Of course, attacking the entire Tor network is a utopian idea. If we talk about DDoS, attackers will need to gain at least 512.73 Gbit/s capacity, and it will cost about 7.2 million dollars a month. However, according to researchers, such drastic measures are completely optional.
Instead, experts suggested attacking Tor bridges – special input nodes, the list of IP addresses of which is not publicly available, and therefore they cannot be easily blocked. Consequently, in the Tor browser, there is a list of predefined bridges, and settings can also be found on bridges.torproject.org. Bridges allow bypassing censorship in countries where authorities are actively prevent Tor usage.
Researchers write that currently, not all Tor bridges are operational (according to their information, only 12 of them are working), and a DDoS attack on them will cost only $17,000 a month. Nevertheless, even if all 38 bridges work, then an attack on them will cost only $31,000 a month.
Another possible attack scenario is DDoS aimed at TorFlow, a Tor network load balancer that distributes traffic to prevent overflow and slowdowns of some servers.
According to analysts, a long-term DDoS attack on TorFlow using publicly available DDoS services will cost only $2,800 per month. At the same time, the report said that high-precision simulation showed that such an attack would reduce the average client download speed by 80%.
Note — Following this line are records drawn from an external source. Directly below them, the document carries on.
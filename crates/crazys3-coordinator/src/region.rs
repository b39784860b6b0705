//! Region reconciliation before a job starts.

use std::sync::Arc;

use crazys3_storage::{CredentialSource, ObjectStore, StorageConnector};
use tracing::info;

use crate::error::{CoordinatorError, Result};
use crate::job::{JobParams, JobSpec};

/// The region a job runs in and a store connected there.
pub struct RegionPlan {
    /// Region of the job's bucket(s).
    pub region: String,
    /// Store connected in `region`.
    pub store: Arc<dyn ObjectStore>,
}

/// Resolves the job region, reconnecting away from `default_region` when
/// the bucket lives elsewhere.
///
/// For migrations both buckets must share a region; otherwise the job is
/// refused before any worker is contacted.
pub async fn reconcile(
    connector: &dyn StorageConnector,
    credentials: &CredentialSource,
    default_region: &str,
    spec: &JobSpec,
) -> Result<RegionPlan> {
    let store = connector.connect(default_region, credentials).await?;
    let source_region = store.bucket_region(&spec.source_bucket).await?;

    if let JobParams::Migration { dest_bucket } = &spec.params {
        let dest_region = store.bucket_region(dest_bucket).await?;
        if dest_region != source_region {
            return Err(CoordinatorError::RegionMismatch {
                source_bucket: spec.source_bucket.clone(),
                source_region,
                dest_bucket: dest_bucket.clone(),
                dest_region,
            });
        }
    }

    if source_region == default_region {
        return Ok(RegionPlan {
            region: source_region,
            store,
        });
    }
    info!(
        bucket = %spec.source_bucket,
        region = %source_region,
        "bucket is outside the default region, reconnecting"
    );
    let store = connector.connect(&source_region, credentials).await?;
    Ok(RegionPlan {
        region: source_region,
        store,
    })
}
//! RPC contract between the coordinator and workers.
//!
//! Every request and reply body is bincode-encoded with the transport's
//! message helpers. The opcode alone decides which body type is expected.

use std::fmt;

use crazys3_storage::{RestoreTier, SecretString, StorageClass};
use crazys3_transport::Opcode;
use serde::{Deserialize, Serialize};

/// One object to process, as produced by enumeration.
#[derive(Debug, Clone, PartialEq, Eq, Serialize, Deserialize)]
pub struct WorkItem {
    /// Position in the enumeration pass, starting at 1.
    pub sequence_id: u64,
    /// Source bucket.
    pub bucket: String,
    /// Object key.
    pub key: String,
    /// Size in bytes.
    pub size: i64,
    /// Storage class at enumeration time.
    pub storage_class: StorageClass,
}

/// The three bulk operations.
#[derive(Debug, Clone, Copy, PartialEq, Eq, Hash, Serialize, Deserialize)]
pub enum JobKind {
    /// Copy objects to another bucket, preserving ACLs.
    Migration,
    /// Request Glacier restores.
    Restoration,
    /// Re-write archived objects in place as STANDARD.
    Recovery,
}

impl JobKind {
    /// Opcode that arms a job of this kind on a worker.
    pub fn start_opcode(self) -> Opcode {
        match self {
            JobKind::Migration => Opcode::StartMigration,
            JobKind::Restoration => Opcode::StartRestoration,
            JobKind::Recovery => Opcode::StartRecovery,
        }
    }

    /// Opcode that submits a batch for this kind.
    pub fn submit_opcode(self) -> Opcode {
        match self {
            JobKind::Migration => Opcode::SubmitMigration,
            JobKind::Restoration => Opcode::SubmitRestoration,
            JobKind::Recovery => Opcode::SubmitRecovery,
        }
    }
}

impl fmt::Display for JobKind {
    fn fmt(&self, f: &mut fmt::Formatter<'_>) -> fmt::Result {
        let name = match self {
            JobKind::Migration => "migration",
            JobKind::Restoration => "restoration",
            JobKind::Recovery => "recovery",
        };
        f.write_str(name)
    }
}

/// Copy `item` to `dest_bucket/dest_key`.
#[derive(Debug, Clone, PartialEq, Eq, Serialize, Deserialize)]
pub struct MigrationTask {
    /// Source object.
    pub item: WorkItem,
    /// Destination bucket.
    pub dest_bucket: String,
    /// Destination key.
    pub dest_key: String,
}

/// Restore `item` for `days` at `tier`.
#[derive(Debug, Clone, PartialEq, Eq, Serialize, Deserialize)]
pub struct RestorationTask {
    /// Archived object.
    pub item: WorkItem,
    /// Restore lifetime in days.
    pub days: i32,
    /// Retrieval tier.
    pub tier: RestoreTier,
}

/// Re-write `item` in place as STANDARD.
#[derive(Debug, Clone, PartialEq, Eq, Serialize, Deserialize)]
pub struct RecoveryTask {
    /// Object to recover.
    pub item: WorkItem,
}

/// A unit of work on a worker queue.
///
/// `Sentinel` tells exactly one executor to exit.
#[derive(Debug, Clone, PartialEq, Eq, Serialize, Deserialize)]
pub enum ExecutionRequest {
    /// Copy task.
    Migration(MigrationTask),
    /// Restore task.
    Restoration(RestorationTask),
    /// In-place recovery task.
    Recovery(RecoveryTask),
    /// Executor shutdown marker.
    Sentinel,
}

impl ExecutionRequest {
    /// True only for [`ExecutionRequest::Sentinel`].
    pub fn is_sentinel(&self) -> bool {
        matches!(self, ExecutionRequest::Sentinel)
    }

    /// Kind of a non-sentinel request.
    pub fn job_kind(&self) -> Option<JobKind> {
        match self {
            ExecutionRequest::Migration(_) => Some(JobKind::Migration),
            ExecutionRequest::Restoration(_) => Some(JobKind::Restoration),
            ExecutionRequest::Recovery(_) => Some(JobKind::Recovery),
            ExecutionRequest::Sentinel => None,
        }
    }

    /// The work item carried by a non-sentinel request.
    pub fn item(&self) -> Option<&WorkItem> {
        match self {
            ExecutionRequest::Migration(t) => Some(&t.item),
            ExecutionRequest::Restoration(t) => Some(&t.item),
            ExecutionRequest::Recovery(t) => Some(&t.item),
            ExecutionRequest::Sentinel => None,
        }
    }
}

/// Storage session parameters sent to every worker before a job.
///
/// The secret travels in cleartext on the RPC channel.
#[derive(Debug, Clone, PartialEq, Eq, Serialize, Deserialize)]
pub struct SessionRequest {
    /// Credential profile name.
    pub profile: String,
    /// Region of the job's buckets.
    pub region: String,
    /// Access key id; empty means "use the profile".
    pub access_key: String,
    /// Secret access key.
    pub secret_key: SecretString,
    /// Session token of temporary credentials.
    pub session_token: Option<SecretString>,
}

/// Reply to [`SessionRequest`].
#[derive(Debug, Clone, Copy, PartialEq, Eq, Serialize, Deserialize)]
pub struct SessionAck {
    /// Whether the session was installed.
    pub accepted: bool,
    /// Number of executors this worker runs per job.
    pub pool_size: usize,
}

/// Lifecycle of a worker's current job.
#[derive(Debug, Clone, Copy, PartialEq, Eq, Hash, Serialize, Deserialize)]
pub enum JobStatus {
    /// No job has been started.
    Idle,
    /// Job created, executors not yet running.
    Pending,
    /// Executors running.
    Running,
    /// Every executor has exited.
    Finished,
}

impl fmt::Display for JobStatus {
    fn fmt(&self, f: &mut fmt::Formatter<'_>) -> fmt::Result {
        let name = match self {
            JobStatus::Idle => "idle",
            JobStatus::Pending => "pending",
            JobStatus::Running => "running",
            JobStatus::Finished => "finished",
        };
        f.write_str(name)
    }
}

/// Reply to a `TaskStatus` poll.
#[derive(Debug, Clone, Copy, PartialEq, Eq, Serialize, Deserialize)]
pub struct TaskStatus {
    /// True iff the current job is Finished.
    pub finished: bool,
    /// Current job status.
    pub status: JobStatus,
    /// Objects processed successfully.
    pub processed: u64,
    /// Objects whose operation failed.
    pub failed: u64,
    /// Executors per job.
    pub pool_size: usize,
}

impl TaskStatus {
    /// Status of a worker with no job.
    pub fn idle(pool_size: usize) -> Self {
        Self {
            finished: false,
            status: JobStatus::Idle,
            processed: 0,
            failed: 0,
            pool_size,
        }
    }
}

#[cfg(test)]
mod tests {
    use super::*;
    use crazys3_transport::message::{deserialize_message, serialize_message};

    fn item() -> WorkItem {
        WorkItem {
            sequence_id: 7,
            bucket: "archive".to_string(),
            key: "2023/report.csv".to_string(),
            size: 4096,
            storage_class: StorageClass::Glacier,
        }
    }

    #[test]
    fn test_sentinel_has_no_kind_or_item() {
        let sentinel = ExecutionRequest::Sentinel;
        assert!(sentinel.is_sentinel());
        assert_eq!(sentinel.job_kind(), None);
        assert!(sentinel.item().is_none());

        let task = ExecutionRequest::Recovery(RecoveryTask { item: item() });
        assert!(!task.is_sentinel());
        assert_eq!(task.job_kind(), Some(JobKind::Recovery));
        assert_eq!(task.item().map(|i| i.sequence_id), Some(7));
    }

    #[test]
    fn test_batch_encodes_on_the_wire() {
        let batch = vec![
            ExecutionRequest::Restoration(RestorationTask {
                item: item(),
                days: 3,
                tier: RestoreTier::Bulk,
            }),
            ExecutionRequest::Sentinel,
        ];
        let bytes = serialize_message(&batch).unwrap();
        let decoded: Vec<ExecutionRequest> = deserialize_message(&bytes).unwrap();
        assert_eq!(decoded, batch);
    }

    #[test]
    fn test_opcodes_per_kind() {
        assert_eq!(JobKind::Migration.start_opcode(), Opcode::StartMigration);
        assert_eq!(JobKind::Recovery.submit_opcode(), Opcode::SubmitRecovery);
    }

    #[test]
    fn test_session_request_debug_hides_secret() {
        let req = SessionRequest {
            profile: "default".to_string(),
            region: "us-west-2".to_string(),
            access_key: "AKIA".to_string(),
            secret_key: SecretString::new("hunter2"),
            session_token: Some(SecretString::new("token-value")),
        };
        let printed = format!("{:?}", req);
        assert!(!printed.contains("hunter2"));
        assert!(!printed.contains("token-value"));
    }
}
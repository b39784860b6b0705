use serde::{Deserialize, Serialize};
use std::path::Path;
use std::time::Duration;

use crate::batch::DEFAULT_BATCH_SIZE;
use crate::flush::FlushPolicy;

/// Coordinator configuration.
#[derive(Debug, Clone, PartialEq, Eq, Serialize, Deserialize)]
#[serde(default)]
pub struct CoordinatorConfig {
    /// Worker addresses, `host:port`.
    pub workers: Vec<String>,
    /// Region the first storage connection is made in.
    pub default_region: String,
    /// Credential profile.
    pub profile: String,
    /// Requests per submit call.
    pub batch_size: usize,
    /// Seconds between completion polls.
    pub poll_interval_secs: u64,
    /// Give up polling after this many seconds; unset waits forever.
    pub poll_timeout_secs: Option<u64>,
    /// What to do when a submit fails.
    pub flush_policy: FlushPolicy,
    /// TCP connect timeout per worker.
    pub connect_timeout_ms: u64,
    /// Per-call RPC timeout. Submits can wait on a full worker queue, so
    /// this is generous.
    pub rpc_timeout_secs: u64,
}

impl Default for CoordinatorConfig {
    fn default() -> Self {
        Self {
            workers: Vec::new(),
            default_region: String::from("us-west-2"),
            profile: String::from("default"),
            batch_size: DEFAULT_BATCH_SIZE,
            poll_interval_secs: 10,
            poll_timeout_secs: None,
            flush_policy: FlushPolicy::default(),
            connect_timeout_ms: 5000,
            rpc_timeout_secs: 600,
        }
    }
}

impl CoordinatorConfig {
    /// Loads a TOML or JSON file, chosen by extension.
    pub fn from_file(path: &Path) -> anyhow::Result<Self> {
        crazys3_worker::config::load_file(path)
    }

    /// Rejects values the coordinator cannot run with.
    pub fn validate(&self) -> anyhow::Result<()> {
        if self.workers.is_empty() {
            anyhow::bail!("at least one worker address is required");
        }
        if self.batch_size == 0 {
            anyhow::bail!("batch_size must be at least 1");
        }
        if self.poll_interval_secs == 0 {
            anyhow::bail!("poll_interval_secs must be at least 1");
        }
        Ok(())
    }

    /// Poll interval as a duration.
    pub fn poll_interval(&self) -> Duration {
        Duration::from_secs(self.poll_interval_secs)
    }

    /// Poll deadline as a duration.
    pub fn poll_timeout(&self) -> Option<Duration> {
        self.poll_timeout_secs.map(Duration::from_secs)
    }

    /// Connect timeout as a duration.
    pub fn connect_timeout(&self) -> Duration {
        Duration::from_millis(self.connect_timeout_ms)
    }

    /// RPC timeout as a duration.
    pub fn rpc_timeout(&self) -> Duration {
        Duration::from_secs(self.rpc_timeout_secs)
    }
}

#[cfg(test)]
mod tests {
    use super::*;
    use std::io::Write;
    use tempfile::NamedTempFile;

    #[test]
    fn test_default_values() {
        let config = CoordinatorConfig::default();
        assert!(config.workers.is_empty());
        assert_eq!(config.default_region, "us-west-2");
        assert_eq!(config.profile, "default");
        assert_eq!(config.batch_size, 100);
        assert_eq!(config.poll_interval(), Duration::from_secs(10));
        assert!(config.poll_timeout().is_none());
        assert_eq!(config.flush_policy, FlushPolicy::AtMostOnce);
        assert!(config.validate().is_err());
    }

    #[test]
    fn test_from_file_toml() {
        let mut file = NamedTempFile::with_suffix(".toml").unwrap();
        writeln!(
            file,
            r#"
workers = ["10.0.0.1:7070", "10.0.0.2:7070"]
default_region = "eu-central-1"
batch_size = 250
poll_timeout_secs = 3600

[flush_policy]
mode = "retry"
max_retries = 3
initial_backoff_ms = 100
max_backoff_ms = 5000
            "#
        )
        .unwrap();

        let config = CoordinatorConfig::from_file(file.path()).unwrap();
        assert_eq!(config.workers.len(), 2);
        assert_eq!(config.default_region, "eu-central-1");
        assert_eq!(config.batch_size, 250);
        assert_eq!(config.poll_timeout(), Some(Duration::from_secs(3600)));
        assert!(matches!(config.flush_policy, FlushPolicy::Retry { max_retries: 3, .. }));
        assert_eq!(config.rpc_timeout_secs, 600);
        assert!(config.validate().is_ok());
    }

    #[test]
    fn test_from_file_json() {
        let mut file = NamedTempFile::with_suffix(".json").unwrap();
        writeln!(
            file,
            r#"{{"workers": ["127.0.0.1:7070"], "batch_size": 0}}"#
        )
        .unwrap();

        let config = CoordinatorConfig::from_file(file.path()).unwrap();
        assert_eq!(config.workers, vec!["127.0.0.1:7070"]);
        assert!(config.validate().is_err());
    }
}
The third attack scenario proposed by researchers is attacks on the most common type of Tor-servers – on specific Tor-nodes (relay). In this case, it is supposed to use not DDoS attacks, but use the problems of Tor itself, that is, logical errors to slow down the work and load time of the content. Such problems have been used for many years by attackers and competing hack groups, and Tor developers are struggling with such bugs as much as possible.
According to experts, attacks on specific .onion resources are also quite inexpensive. So, an attacker can increase the average load time of traffic on a particular site by 120% for only 6300 dollars a month or by 47% for only 1600 dollars a month.
“As you know, states sponsor DoS attacks, and the ease of use and low cost of our attacks suggest that the authorities can use them to undermine Tor’s work both in the short and long term. We believe that states can, for example, choose DoS as an alternative to filtering traffic, because Tor is constantly improving its ability to bypass blocking and censorship”, – the researchers write.
It is worse that, according to experts, their attack vectors can give better results compared to sybil attacks, the meaning of which is to intentionally infiltrate third-party nodes into the Tor network, which (if there are a lot of them) will allow attackers to collect metadata, sniff output nodes and even deanonymize users. That is, analysts are confident that they have found a cheaper and more reliable strategy for degrading the performance of the Tor network in comparison to attempts to deanonymize traffic.